[Dataset — start]

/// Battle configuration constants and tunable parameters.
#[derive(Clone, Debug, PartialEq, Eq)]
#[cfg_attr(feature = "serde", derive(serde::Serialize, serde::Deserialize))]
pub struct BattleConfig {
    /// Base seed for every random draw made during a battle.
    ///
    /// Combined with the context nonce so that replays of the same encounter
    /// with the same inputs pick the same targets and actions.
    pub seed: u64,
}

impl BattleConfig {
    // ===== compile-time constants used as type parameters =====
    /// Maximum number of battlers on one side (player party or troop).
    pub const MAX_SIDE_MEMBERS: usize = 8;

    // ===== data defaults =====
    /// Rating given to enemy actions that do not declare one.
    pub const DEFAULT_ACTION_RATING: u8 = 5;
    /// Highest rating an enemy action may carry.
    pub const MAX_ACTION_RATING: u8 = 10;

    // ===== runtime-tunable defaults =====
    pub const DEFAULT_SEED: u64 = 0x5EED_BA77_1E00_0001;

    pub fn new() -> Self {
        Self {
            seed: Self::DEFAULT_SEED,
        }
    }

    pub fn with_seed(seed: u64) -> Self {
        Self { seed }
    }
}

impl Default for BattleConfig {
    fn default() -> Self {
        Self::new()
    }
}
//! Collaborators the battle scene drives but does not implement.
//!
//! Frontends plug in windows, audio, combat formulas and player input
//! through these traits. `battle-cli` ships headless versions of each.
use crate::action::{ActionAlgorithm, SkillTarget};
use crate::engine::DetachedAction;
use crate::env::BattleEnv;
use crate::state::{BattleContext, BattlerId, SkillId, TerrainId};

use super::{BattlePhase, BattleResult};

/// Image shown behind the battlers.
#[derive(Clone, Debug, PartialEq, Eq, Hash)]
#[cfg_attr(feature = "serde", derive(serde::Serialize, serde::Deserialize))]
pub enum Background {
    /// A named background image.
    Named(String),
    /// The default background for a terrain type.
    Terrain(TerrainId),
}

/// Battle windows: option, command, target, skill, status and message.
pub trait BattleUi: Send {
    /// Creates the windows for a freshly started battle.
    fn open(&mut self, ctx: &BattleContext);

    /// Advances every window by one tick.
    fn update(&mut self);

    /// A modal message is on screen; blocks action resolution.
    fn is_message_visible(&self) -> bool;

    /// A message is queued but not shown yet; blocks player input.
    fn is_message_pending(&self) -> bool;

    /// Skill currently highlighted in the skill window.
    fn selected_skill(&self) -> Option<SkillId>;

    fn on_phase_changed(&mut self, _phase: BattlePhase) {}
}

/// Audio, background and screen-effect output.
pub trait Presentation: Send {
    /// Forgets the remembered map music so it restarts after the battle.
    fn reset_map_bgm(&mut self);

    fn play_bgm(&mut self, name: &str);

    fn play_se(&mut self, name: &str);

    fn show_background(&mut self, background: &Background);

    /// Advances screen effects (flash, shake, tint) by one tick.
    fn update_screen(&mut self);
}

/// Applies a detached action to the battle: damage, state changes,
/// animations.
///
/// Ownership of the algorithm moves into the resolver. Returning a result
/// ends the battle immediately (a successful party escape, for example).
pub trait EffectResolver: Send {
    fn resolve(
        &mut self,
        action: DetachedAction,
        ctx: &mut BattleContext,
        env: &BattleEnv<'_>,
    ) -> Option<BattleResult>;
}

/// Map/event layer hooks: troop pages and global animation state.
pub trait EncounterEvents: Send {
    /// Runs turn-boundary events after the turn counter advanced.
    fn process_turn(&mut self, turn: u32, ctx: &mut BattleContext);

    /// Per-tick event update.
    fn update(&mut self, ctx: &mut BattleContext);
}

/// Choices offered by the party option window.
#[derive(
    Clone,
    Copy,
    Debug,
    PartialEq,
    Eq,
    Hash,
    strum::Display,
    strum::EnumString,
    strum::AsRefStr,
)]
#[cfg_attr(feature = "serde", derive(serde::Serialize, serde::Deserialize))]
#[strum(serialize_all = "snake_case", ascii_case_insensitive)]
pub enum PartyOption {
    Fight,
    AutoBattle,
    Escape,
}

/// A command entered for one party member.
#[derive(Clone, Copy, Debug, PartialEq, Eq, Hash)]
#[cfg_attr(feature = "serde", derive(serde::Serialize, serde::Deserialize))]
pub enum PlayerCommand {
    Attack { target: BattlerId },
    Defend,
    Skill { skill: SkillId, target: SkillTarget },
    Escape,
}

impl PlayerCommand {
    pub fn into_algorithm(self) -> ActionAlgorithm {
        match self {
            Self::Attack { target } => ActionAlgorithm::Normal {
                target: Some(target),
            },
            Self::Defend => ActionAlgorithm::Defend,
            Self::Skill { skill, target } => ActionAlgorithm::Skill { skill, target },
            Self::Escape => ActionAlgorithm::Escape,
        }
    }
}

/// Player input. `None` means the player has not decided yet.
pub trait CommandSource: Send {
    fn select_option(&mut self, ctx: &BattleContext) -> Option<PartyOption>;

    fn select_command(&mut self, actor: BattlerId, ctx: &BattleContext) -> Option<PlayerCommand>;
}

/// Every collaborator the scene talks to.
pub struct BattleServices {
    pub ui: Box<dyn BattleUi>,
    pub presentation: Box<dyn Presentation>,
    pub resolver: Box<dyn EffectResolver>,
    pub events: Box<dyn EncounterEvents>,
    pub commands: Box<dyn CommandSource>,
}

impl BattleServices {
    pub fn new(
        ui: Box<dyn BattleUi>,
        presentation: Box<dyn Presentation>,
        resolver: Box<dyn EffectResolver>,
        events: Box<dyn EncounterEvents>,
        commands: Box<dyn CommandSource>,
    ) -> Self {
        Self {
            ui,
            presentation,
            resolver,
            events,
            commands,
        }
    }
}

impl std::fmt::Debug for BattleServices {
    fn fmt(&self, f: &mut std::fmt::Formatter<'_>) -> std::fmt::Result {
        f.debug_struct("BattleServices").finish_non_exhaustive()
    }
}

[Dataset — finish]

» Description of the task:
Lines that contain "BattleServices" are the result; find them in the entries above and copy each one.

» Response for this exercise:
pub struct BattleServices {
impl BattleServices {
impl std::fmt::Debug for BattleServices {
        f.debug_struct("BattleServices").finish_non_exhaustive()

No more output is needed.